# Cleaning Data using Python
By Shuhei Kitamura

### Outline
Research Question: Is there any relationship between Election-Day temperature and electoral outcomes?

Let's clean two types of datasets (Senate [election results](https://transition.fec.gov/pubrec/electionresults.shtml) and [daily temperature](https://aqs.epa.gov/aqsweb/airdata/download_files.html)).

1. Importing Data
2. Treating Missing Values
3. Keeping Columns
4. Keeping Rows
5. Treating Other Values
6. Saving Data

In [1]:
import os
import pandas as pd
import numpy as np

In [2]:
pd.options.display.max_rows = 200 # set # of rows to display 
pd.options.display.max_columns = 100 # set # of columns to display 

In [3]:
os.chdir('...') # set the working directory

## 1. Importing Data
- Data are saved in different formats. Typical file extensions are: csv, tsv, and xlsx.
    - The way you import data depends on the format of a data file.
- For csv (comma separated data) files, use `pd.read_table()` or `pd.read_csv()`.
    - Be sure to include `sep=','` option if you use `pd.read_table()`.
    - If you add `index_col=0` option, Pandas recognizes that the first column contains column names.
- For tsv (tab separated data) files, use `pd.read_table()` or `pd.read_csv()`.
- For excel files, use `pd.read_excel()`.
- Datasets
    - `elec_senate.xlsx`: US Senate general election results 2008-2014
    - `daily_TEMP_XXXX.csv`: US temperature 2008-2014

In [4]:
elec_data = {}
temp_data = {}
for year in range(2008,2016,2):
    elec_data['elec_'+str(year)] = pd.read_excel('data/elec_senate.xlsx', sheet_name=str(year), dtype=object)
    temp_data['elec_'+str(year)] = pd.read_csv('data/daily_TEMP_'+str(year)+'.csv', dtype=object)    
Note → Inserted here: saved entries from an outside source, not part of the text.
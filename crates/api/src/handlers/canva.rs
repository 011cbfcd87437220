//! Handlers for the Canva OAuth bridge.
//!
//! A single token slot serves the whole deployment: the callback
//! overwrites it on every successful exchange (last write wins), and the
//! asset listing reads it without any expiry check. There is no refresh
//! flow.

use axum::extract::{Query, State};
use axum::http::{header, StatusCode};
use axum::response::IntoResponse;
use axum::Json;
use serde::Deserialize;

use derby_canva::{authorization_url, CanvaApiError};
use derby_core::error::CoreError;
use derby_db::repositories::CanvaTokenRepo;

use crate::error::{AppError, AppResult};
use crate::state::AppState;

/// Query parameters for the OAuth callback.
#[derive(Debug, Deserialize)]
pub struct CallbackParams {
    pub code: Option<String>,
}

/// GET /auth/canva
///
/// Redirect the caller to the provider's authorization page.
pub async fn connect(State(state): State<AppState>) -> AppResult<impl IntoResponse> {
    let canva = &state.config.canva;

    let client_id = canva.client_id.as_deref().ok_or_else(|| {
        AppError::Core(CoreError::Configuration("CANVA_CLIENT_ID is not set".into()))
    })?;

    let url = authorization_url(&canva.auth_url, client_id, &canva.redirect_uri, &canva.scope)
        .map_err(|e| AppError::Core(CoreError::Configuration(e.to_string())))?;

    Ok(found(&url))
}

/// GET /auth/canva/callback?code=...
///
/// Exchange the authorization code for a token, persist it, and send the
/// caller back to the front end with a connection marker.
pub async fn callback(
    State(state): State<AppState>,
    Query(params): Query<CallbackParams>,
) -> AppResult<impl IntoResponse> {
    let code = params.code.ok_or_else(|| {
        AppError::Core(CoreError::Validation("Missing authorization code".into()))
    })?;

    let canva = &state.config.canva;
    let client_id = canva.client_id.as_deref().ok_or_else(|| {
        AppError::Core(CoreError::Configuration("CANVA_CLIENT_ID is not set".into()))
    })?;
    let client_secret = canva.client_secret.as_deref().ok_or_else(|| {
        AppError::Core(CoreError::Configuration(
            "CANVA_CLIENT_SECRET is not set".into(),
        ))
    })?;

    let token_data = state
        .canva
        .exchange_code(&code, client_id, client_secret, &canva.redirect_uri)
        .await
        .map_err(|err| {
            log_upstream_error("Canva token exchange failed", &err);
            AppError::InternalError("Canva token exchange failed".into())
        })?;

    CanvaTokenRepo::save(&state.pool, &token_data).await?;

    tracing::info!("Canva token stored");

    let frontend = state.config.canva.frontend_url.trim_end_matches('/');
    Ok(found(&format!("{frontend}/?canva=connected")))
}

/// GET /api/canva/assets
///
/// Relay the provider's asset listing verbatim. The client tolerates the
/// payload's envelope shape (bare list, `data`, or `assets` field).
pub async fn list_assets(State(state): State<AppState>) -> AppResult<impl IntoResponse> {
    let token = CanvaTokenRepo::load(&state.pool)
        .await?
        .ok_or_else(not_connected)?;

    let access_token = token
        .access_token()
        .ok_or_else(not_connected)?
        .to_string();

    let assets = state.canva.list_assets(&access_token).await.map_err(|err| {
        log_upstream_error("Canva asset request failed", &err);
        AppError::BadGateway("Canva asset request failed".into())
    })?;

    Ok(Json(assets))
}

/// A plain 302 Found redirect. `axum::response::Redirect` only offers 303,
/// 307, and 308; the browser flow here expects the classic 302.
fn found(location: &str) -> impl IntoResponse {
    (
        StatusCode::FOUND,
        [(header::LOCATION, location.to_string())],
    )
}

fn not_connected() -> AppError {
    AppError::Core(CoreError::Unauthorized("Canva is not connected".into()))
}

/// Log an upstream failure with its body; the caller only ever sees a
/// generic message.
fn log_upstream_error(context: &str, err: &CanvaApiError) {
    match err {
        CanvaApiError::Api { status, body } => {
            tracing::error!(status, body = %body, "{context}");
        }
        other => {
            tracing::error!(error = %other, "{context}");
        }
    }
}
### Checking column names and data entries
- The very first thing to do after importing data is to check the column names (variables) of the data.
- What is the type of `elec_data` and `elec_data['elec_2008']`?
- Print the list of columns in `elec_data['elec_2008']`. Hint: Use `.columns`.
- To see some samples of the data, use `.head(#)` or `.tail(#)`, where `#` means the number of rows.
- What are the types of columns?
    - Hint: Use `.dtypes`.

### Checking keys
- Next, check whether the data have a unique and non-missing key.
- Does `elec_data['elec_2008']` have such a key?
    - To get the index, use `.index`.
    - To check the uniqueness, use `.is_unique`.
    - To check the non-missingness, use `.isna().any()`.

## 2. Treating Missing Values
- Print `elec_data['elec_2008']`. Why some values are missing?
- There are several strategies to handle missing data:
    - 1. Drop them
    - 2. Replace it with a sentinel value (e.g., -999)
    - 3. Do nothing (decide later)

In [None]:
elec_data['elec_2008']

### What are missing values in Python? 
- There are two types.
    - `None`: The absence of a value.
    - `NaN` (Not a Number): A missing floating-point value.
    - (`inf`: an infinite number.)
- Print arrays in the below example.
    - `array1` and `array2` look the same, but check whether they actually are using `is` and `==`.
    - `None` appears as either `None` (for `object`, `bool`, and `str`) or `NaN` (for most other types).
- What happens if you aggregate all items in each array?
    - Try both `np.sum()` and `sum()`.

In [7]:
array1 = pd.Series([1, 2, 3, None])
array2 = pd.Series([1, 2, 3, np.nan])
array3 = pd.Series([1, 2, 3, None], dtype=object) 
array4 = pd.Series([1, 2, 3, np.inf])

### Handling Missing Values
- Useful methods
    - For checking: `.isna()`, `.notna()`
    - For deleting: `.dropna()`
    - For replacing: `.fillna()`
- Also, you may combine them with `.any()` or `.all()`.
- Check and replace missing values with zeros in `array1`.
- Drop missing values in `data1`.
    - Try `dropna(how='all',axis='columns')`, `dropna(how='all',axis='rows')`, and `dropna(how='any',axis='rows')`.

In [8]:
array1 = pd.Series([1.0, np.nan, 3.0, None])
data1 = pd.DataFrame([[1.0, np.nan, 3.0],[4.0, 5.0, None],[7.0, 8.0, 9.0],[np.nan, np.nan, np.nan]])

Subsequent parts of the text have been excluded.